Below is a listing. Copy each line of it that holds the word "unknown".
=== Section Start ===
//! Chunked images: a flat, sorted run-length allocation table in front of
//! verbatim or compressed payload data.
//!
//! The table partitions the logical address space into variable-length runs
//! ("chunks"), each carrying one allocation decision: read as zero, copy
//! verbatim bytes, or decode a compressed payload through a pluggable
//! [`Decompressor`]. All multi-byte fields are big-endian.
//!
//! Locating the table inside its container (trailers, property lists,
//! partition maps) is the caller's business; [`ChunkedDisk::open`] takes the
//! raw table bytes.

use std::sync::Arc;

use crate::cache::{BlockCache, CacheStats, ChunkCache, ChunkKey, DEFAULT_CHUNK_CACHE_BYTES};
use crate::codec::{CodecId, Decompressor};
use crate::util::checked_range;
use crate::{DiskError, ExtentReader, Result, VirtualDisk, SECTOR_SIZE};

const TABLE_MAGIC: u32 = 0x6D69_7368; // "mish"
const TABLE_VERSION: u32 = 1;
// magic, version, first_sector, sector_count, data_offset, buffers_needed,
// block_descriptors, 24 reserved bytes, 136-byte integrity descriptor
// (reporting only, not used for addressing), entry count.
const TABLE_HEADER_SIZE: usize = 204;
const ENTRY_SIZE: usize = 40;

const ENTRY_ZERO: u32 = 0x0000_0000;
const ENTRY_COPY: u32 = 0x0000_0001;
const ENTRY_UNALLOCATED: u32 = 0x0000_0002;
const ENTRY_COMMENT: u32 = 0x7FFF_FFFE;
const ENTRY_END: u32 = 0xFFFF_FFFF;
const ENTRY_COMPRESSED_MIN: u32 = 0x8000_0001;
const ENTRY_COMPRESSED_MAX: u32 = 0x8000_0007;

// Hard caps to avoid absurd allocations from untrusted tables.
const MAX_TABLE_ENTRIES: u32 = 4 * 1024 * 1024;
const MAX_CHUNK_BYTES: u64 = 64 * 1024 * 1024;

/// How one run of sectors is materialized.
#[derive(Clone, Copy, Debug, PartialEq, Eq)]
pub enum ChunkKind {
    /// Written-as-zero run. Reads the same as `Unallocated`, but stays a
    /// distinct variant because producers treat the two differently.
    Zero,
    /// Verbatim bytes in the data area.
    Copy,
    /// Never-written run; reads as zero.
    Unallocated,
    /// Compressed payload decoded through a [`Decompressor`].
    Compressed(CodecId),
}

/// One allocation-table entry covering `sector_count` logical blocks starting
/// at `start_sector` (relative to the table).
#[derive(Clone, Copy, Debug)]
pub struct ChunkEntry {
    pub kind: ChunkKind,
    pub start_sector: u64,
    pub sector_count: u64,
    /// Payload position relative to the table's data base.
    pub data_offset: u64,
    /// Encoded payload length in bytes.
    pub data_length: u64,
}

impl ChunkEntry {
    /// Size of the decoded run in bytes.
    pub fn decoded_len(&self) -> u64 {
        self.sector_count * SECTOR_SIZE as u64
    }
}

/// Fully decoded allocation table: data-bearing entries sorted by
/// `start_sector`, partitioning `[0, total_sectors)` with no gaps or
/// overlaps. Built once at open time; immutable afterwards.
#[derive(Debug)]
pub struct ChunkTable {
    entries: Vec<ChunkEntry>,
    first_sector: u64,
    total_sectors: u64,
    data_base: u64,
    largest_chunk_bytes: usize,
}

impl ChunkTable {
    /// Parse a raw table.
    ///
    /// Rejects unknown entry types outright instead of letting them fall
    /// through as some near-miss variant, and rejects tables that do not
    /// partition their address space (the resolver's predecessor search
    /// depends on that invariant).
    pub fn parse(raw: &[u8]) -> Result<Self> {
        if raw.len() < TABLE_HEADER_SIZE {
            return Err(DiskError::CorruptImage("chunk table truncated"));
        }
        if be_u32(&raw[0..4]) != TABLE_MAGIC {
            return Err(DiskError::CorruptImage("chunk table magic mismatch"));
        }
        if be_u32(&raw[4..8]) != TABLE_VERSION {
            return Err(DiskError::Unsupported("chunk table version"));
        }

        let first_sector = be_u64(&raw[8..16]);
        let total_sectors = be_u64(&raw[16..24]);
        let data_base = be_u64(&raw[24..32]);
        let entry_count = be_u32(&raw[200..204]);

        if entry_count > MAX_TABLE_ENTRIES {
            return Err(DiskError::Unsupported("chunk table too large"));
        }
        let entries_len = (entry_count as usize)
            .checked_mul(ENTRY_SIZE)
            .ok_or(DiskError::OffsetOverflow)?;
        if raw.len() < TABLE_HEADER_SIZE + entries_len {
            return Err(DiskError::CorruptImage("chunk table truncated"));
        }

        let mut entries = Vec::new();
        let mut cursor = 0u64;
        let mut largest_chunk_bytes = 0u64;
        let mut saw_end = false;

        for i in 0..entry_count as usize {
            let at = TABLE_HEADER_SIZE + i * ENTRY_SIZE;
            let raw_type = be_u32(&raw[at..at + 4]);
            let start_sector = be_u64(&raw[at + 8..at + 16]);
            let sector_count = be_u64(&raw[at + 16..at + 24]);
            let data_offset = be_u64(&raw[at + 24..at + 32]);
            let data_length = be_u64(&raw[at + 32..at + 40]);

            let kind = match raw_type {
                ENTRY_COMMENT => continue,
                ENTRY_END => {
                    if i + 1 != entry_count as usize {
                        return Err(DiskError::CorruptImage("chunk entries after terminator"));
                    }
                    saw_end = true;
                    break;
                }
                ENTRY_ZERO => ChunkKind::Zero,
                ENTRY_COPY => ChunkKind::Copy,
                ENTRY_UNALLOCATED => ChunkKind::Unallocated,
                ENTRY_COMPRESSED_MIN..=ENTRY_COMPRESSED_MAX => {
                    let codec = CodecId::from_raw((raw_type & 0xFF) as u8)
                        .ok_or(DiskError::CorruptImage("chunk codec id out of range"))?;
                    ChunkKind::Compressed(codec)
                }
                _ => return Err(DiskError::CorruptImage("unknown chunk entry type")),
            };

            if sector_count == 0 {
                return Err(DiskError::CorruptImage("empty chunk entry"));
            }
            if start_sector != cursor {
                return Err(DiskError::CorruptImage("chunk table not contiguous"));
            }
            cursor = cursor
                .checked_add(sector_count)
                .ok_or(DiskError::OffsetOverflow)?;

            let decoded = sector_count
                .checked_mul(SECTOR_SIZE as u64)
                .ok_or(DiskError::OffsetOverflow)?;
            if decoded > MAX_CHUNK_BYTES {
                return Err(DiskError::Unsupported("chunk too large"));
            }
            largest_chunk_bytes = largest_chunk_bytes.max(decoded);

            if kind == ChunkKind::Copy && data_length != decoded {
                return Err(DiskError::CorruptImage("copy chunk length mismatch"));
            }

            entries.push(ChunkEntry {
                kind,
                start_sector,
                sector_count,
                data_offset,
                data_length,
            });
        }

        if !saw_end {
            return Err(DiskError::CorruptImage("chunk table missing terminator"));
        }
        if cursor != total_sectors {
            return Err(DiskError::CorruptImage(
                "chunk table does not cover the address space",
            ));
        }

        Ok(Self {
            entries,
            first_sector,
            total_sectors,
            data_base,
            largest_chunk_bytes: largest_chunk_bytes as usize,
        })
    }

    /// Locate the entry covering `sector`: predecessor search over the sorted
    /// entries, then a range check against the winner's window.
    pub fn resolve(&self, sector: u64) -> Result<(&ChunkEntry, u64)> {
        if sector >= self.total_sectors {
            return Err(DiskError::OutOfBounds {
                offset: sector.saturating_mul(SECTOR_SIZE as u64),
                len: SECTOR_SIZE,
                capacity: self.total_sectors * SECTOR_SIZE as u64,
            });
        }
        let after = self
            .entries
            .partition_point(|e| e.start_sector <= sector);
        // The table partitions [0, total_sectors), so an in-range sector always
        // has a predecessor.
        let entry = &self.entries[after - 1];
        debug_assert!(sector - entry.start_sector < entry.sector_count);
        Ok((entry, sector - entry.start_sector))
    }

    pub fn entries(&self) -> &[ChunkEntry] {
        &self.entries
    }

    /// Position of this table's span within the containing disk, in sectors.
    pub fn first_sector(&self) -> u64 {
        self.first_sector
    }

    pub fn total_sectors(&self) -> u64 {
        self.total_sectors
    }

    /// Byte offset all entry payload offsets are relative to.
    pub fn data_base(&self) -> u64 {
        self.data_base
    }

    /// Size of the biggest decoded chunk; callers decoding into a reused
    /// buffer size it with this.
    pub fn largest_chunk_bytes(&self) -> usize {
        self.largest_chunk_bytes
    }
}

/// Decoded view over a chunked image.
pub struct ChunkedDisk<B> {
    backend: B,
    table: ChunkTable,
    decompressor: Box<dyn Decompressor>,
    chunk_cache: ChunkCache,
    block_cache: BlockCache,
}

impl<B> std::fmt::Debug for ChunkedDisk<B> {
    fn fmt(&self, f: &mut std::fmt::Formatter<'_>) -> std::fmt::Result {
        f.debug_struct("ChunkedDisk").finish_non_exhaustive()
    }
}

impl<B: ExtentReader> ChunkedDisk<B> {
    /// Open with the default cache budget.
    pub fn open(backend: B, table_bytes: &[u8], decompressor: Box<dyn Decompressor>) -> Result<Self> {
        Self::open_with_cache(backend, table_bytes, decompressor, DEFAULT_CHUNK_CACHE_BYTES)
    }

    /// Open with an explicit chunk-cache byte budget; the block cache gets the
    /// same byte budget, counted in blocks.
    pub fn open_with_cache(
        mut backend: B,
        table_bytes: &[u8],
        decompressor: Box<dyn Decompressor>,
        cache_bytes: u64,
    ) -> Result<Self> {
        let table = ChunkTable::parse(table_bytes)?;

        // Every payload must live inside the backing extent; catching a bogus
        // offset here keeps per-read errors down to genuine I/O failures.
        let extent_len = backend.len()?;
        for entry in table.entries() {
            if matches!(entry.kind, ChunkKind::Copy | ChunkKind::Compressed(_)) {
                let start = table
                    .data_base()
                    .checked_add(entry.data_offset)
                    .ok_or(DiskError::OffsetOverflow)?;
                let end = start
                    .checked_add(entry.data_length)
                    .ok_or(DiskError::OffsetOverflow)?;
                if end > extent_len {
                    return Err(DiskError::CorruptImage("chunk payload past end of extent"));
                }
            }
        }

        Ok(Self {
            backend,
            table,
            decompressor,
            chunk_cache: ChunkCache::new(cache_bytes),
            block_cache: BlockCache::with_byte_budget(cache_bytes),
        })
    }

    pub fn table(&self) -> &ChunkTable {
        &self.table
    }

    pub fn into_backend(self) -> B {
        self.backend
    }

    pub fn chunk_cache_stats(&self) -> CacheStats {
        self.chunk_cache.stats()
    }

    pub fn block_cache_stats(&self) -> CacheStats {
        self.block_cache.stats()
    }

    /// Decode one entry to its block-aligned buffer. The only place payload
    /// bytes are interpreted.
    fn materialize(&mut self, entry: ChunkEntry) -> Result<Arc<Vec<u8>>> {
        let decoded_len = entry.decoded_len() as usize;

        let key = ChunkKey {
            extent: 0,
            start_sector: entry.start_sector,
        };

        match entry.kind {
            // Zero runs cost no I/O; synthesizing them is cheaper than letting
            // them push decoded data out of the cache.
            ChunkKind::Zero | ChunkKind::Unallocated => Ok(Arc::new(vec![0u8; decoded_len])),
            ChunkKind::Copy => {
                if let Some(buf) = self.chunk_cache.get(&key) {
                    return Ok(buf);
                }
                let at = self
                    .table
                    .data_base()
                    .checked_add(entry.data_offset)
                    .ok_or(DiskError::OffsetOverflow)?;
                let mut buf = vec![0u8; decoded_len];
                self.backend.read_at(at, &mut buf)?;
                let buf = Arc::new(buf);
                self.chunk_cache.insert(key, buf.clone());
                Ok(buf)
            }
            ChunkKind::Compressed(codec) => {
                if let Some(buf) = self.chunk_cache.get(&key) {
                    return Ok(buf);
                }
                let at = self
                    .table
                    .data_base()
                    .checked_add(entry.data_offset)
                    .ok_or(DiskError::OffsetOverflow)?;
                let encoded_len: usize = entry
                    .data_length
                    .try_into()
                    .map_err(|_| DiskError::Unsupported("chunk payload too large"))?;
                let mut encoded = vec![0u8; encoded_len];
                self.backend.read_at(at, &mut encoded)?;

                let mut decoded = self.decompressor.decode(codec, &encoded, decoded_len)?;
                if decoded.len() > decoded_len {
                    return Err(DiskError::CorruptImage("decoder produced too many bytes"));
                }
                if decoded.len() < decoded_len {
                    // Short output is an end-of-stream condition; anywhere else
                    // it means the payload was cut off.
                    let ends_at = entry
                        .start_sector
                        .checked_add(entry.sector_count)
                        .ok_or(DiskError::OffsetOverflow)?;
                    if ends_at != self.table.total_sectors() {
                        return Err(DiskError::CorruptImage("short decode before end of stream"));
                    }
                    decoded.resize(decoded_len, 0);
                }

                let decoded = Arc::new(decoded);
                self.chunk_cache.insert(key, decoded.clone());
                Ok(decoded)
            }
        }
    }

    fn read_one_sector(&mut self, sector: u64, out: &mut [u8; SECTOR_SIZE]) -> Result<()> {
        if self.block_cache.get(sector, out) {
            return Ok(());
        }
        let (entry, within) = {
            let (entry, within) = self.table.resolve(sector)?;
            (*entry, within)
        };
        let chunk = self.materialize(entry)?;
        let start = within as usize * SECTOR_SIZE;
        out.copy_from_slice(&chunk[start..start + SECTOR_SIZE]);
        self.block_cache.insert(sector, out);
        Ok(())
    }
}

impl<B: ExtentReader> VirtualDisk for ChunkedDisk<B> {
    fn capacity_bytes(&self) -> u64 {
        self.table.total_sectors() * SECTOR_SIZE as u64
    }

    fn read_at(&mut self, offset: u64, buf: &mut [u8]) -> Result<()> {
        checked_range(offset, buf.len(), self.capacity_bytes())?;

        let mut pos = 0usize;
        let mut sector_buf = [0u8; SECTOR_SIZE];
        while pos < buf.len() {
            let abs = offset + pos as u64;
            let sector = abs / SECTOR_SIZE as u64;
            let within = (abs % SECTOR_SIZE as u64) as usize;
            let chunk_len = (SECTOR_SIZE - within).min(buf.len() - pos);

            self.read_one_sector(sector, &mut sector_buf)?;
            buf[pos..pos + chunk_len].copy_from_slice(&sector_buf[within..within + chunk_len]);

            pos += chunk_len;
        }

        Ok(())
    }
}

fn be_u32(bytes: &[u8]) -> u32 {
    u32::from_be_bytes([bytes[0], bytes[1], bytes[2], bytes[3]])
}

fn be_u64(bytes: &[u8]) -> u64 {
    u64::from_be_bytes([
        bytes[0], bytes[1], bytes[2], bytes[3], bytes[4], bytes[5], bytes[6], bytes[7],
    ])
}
=== Section End ===
=== Section Start ===
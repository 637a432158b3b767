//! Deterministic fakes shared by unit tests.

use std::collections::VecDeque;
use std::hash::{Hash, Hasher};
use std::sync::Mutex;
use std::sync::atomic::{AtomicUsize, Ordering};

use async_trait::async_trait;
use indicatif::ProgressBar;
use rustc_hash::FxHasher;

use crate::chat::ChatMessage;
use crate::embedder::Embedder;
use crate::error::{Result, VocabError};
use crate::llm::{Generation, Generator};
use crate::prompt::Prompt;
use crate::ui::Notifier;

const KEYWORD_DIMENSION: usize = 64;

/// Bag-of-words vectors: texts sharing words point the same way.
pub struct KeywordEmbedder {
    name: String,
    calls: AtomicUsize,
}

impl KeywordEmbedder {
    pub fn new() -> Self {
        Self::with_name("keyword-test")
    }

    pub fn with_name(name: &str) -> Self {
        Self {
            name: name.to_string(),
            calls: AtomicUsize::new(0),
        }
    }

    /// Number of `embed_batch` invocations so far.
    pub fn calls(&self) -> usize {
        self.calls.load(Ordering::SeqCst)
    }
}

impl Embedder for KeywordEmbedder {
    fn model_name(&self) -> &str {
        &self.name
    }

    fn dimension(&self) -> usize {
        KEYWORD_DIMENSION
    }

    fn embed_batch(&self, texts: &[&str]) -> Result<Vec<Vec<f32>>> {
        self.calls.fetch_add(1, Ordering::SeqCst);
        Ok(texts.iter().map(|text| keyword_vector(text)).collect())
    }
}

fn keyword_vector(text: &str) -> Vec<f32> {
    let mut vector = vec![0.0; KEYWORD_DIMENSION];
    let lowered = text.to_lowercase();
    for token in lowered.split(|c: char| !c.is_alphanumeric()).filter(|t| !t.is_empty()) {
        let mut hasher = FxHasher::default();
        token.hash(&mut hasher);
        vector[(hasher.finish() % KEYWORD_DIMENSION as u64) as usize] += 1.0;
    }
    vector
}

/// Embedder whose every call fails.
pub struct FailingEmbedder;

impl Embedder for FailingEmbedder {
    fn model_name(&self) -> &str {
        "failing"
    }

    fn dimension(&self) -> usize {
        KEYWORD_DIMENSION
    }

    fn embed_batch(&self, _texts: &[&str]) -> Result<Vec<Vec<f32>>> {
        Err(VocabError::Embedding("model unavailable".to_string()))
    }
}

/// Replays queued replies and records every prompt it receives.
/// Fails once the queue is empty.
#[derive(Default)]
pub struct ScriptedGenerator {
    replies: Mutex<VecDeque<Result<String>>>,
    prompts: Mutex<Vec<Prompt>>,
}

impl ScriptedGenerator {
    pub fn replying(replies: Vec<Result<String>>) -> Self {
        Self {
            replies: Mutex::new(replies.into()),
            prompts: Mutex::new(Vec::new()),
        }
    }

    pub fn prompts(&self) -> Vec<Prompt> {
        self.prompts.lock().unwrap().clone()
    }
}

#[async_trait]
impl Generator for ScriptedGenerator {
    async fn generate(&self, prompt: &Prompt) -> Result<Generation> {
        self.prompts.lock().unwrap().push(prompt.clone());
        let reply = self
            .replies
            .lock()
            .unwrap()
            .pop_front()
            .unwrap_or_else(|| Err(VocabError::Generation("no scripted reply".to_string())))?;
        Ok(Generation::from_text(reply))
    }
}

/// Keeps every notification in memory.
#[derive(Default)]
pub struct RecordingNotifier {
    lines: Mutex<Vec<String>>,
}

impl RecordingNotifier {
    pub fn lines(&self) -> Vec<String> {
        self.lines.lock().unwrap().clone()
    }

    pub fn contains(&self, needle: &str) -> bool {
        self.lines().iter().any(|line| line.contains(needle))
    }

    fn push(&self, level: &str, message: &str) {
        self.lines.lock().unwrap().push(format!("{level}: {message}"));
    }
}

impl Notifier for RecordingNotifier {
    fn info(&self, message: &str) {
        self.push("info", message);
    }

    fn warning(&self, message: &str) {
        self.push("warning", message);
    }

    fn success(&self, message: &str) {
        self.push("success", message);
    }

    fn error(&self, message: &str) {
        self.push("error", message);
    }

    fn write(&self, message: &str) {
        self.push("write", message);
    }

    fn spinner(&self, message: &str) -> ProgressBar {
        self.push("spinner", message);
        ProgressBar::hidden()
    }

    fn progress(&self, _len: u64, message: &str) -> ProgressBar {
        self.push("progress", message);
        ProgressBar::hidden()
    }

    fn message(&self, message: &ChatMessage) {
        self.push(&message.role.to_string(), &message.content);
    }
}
=== Section End ===
## Output
    /// Rejects unknown entry types outright instead of letting them fall
                _ => return Err(DiskError::CorruptImage("unknown chunk entry type")),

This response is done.